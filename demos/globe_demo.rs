//! Demonstration of hexasphere construction and topology queries
//!
//! Run with `RUST_LOG=info` to see the construction phases.

use hexasphere_life::*;
use std::time::Instant;

fn main() -> Result<()> {
    env_logger::init();

    println!("Building hexasphere...");

    let config = HexasphereConfigBuilder::new()
        .globe_size(GlobeSize::Small)
        .radius(6371.0)?
        .hex_size(0.9)?
        .build()?;

    let start = Instant::now();
    let sphere = Hexasphere::build_with_status(config, &mut |msg| println!("  [status] {}", msg))?;
    println!("Built {} tiles in {:?}", sphere.tile_count(), start.elapsed());

    println!("\nTopology:");
    println!("  Pentagons: {}", sphere.pentagon_count());
    println!("  Hexagons: {}", sphere.tile_count() - sphere.pentagon_count());
    println!("  Symmetric adjacency: {}", sphere.neighbor_map().is_symmetric());

    if let Some(tile) = sphere.get_tile(0) {
        println!("\nTile 0:");
        println!("  Lat/Lon: ({:.2}, {:.2})", tile.coordinate.latitude, tile.coordinate.longitude);
        println!("  Neighbors: {:?}", tile.neighbors);
        println!("  Area: {:.1} km^2", tile.approximate_area());

        let first = tile.neighbors[0];
        let distance = tile.arc_distance_to(&sphere.tiles()[first], sphere.radius());
        println!("  Distance to tile {}: {:.1} km", first, distance);
    }

    let north = GeoCoordinate::new(90.0, 0.0).to_unit_vector() * sphere.radius();
    let pole_tile = sphere.find_tile_at(north);
    let ring = sphere.find_tiles_within_hops(pole_tile, 2);
    println!("\nNorth pole tile: {} ({} tiles within 2 hops)", pole_tile, ring.len());

    // Same topology at every preset
    println!("\n=== Globe sizes ===");
    for size in [GlobeSize::Pentagons, GlobeSize::Tiny, GlobeSize::Small, GlobeSize::Medium, GlobeSize::Large] {
        let config = HexasphereConfigBuilder::new().globe_size(size).build()?;

        let start = Instant::now();
        let sphere = Hexasphere::build(config)?;

        println!(
            "{}: {} tiles (expected {}), {:?}",
            size.name(),
            sphere.tile_count(),
            expected_tile_count(size.divisions()),
            start.elapsed()
        );
    }

    Ok(())
}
====================
**WHAT YOU ARE ASKED TO DO:** Transcribe the listing in full, line by line.

**SOLUTION BELOW:**
filename demos/globe_demo.rs
//! Demonstration of hexasphere construction and topology queries
//!
//! Run with `RUST_LOG=info` to see the construction phases.

use hexasphere_life::*;
use std::time::Instant;

fn main() -> Result<()> {
    env_logger::init();

    println!("Building hexasphere...");

    let config = HexasphereConfigBuilder::new()
        .globe_size(GlobeSize::Small)
        .radius(6371.0)?
        .hex_size(0.9)?
        .build()?;

    let start = Instant::now();
    let sphere = Hexasphere::build_with_status(config, &mut |msg| println!("  [status] {}", msg))?;
    println!("Built {} tiles in {:?}", sphere.tile_count(), start.elapsed());

    println!("\nTopology:");
    println!("  Pentagons: {}", sphere.pentagon_count());
    println!("  Hexagons: {}", sphere.tile_count() - sphere.pentagon_count());
    println!("  Symmetric adjacency: {}", sphere.neighbor_map().is_symmetric());

    if let Some(tile) = sphere.get_tile(0) {
        println!("\nTile 0:");
        println!("  Lat/Lon: ({:.2}, {:.2})", tile.coordinate.latitude, tile.coordinate.longitude);
        println!("  Neighbors: {:?}", tile.neighbors);
        println!("  Area: {:.1} km^2", tile.approximate_area());

        let first = tile.neighbors[0];
        let distance = tile.arc_distance_to(&sphere.tiles()[first], sphere.radius());
        println!("  Distance to tile {}: {:.1} km", first, distance);
    }

    let north = GeoCoordinate::new(90.0, 0.0).to_unit_vector() * sphere.radius();
    let pole_tile = sphere.find_tile_at(north);
    let ring = sphere.find_tiles_within_hops(pole_tile, 2);
    println!("\nNorth pole tile: {} ({} tiles within 2 hops)", pole_tile, ring.len());

    // Same topology at every preset
    println!("\n=== Globe sizes ===");
    for size in [GlobeSize::Pentagons, GlobeSize::Tiny, GlobeSize::Small, GlobeSize::Medium, GlobeSize::Large] {
        let config = HexasphereConfigBuilder::new().globe_size(size).build()?;

        let start = Instant::now();
        let sphere = Hexasphere::build(config)?;

        println!(
            "{}: {} tiles (expected {}), {:?}",
            size.name(),
            sphere.tile_count(),
            expected_tile_count(size.divisions()),
            start.elapsed()
        );
    }

    Ok(())
}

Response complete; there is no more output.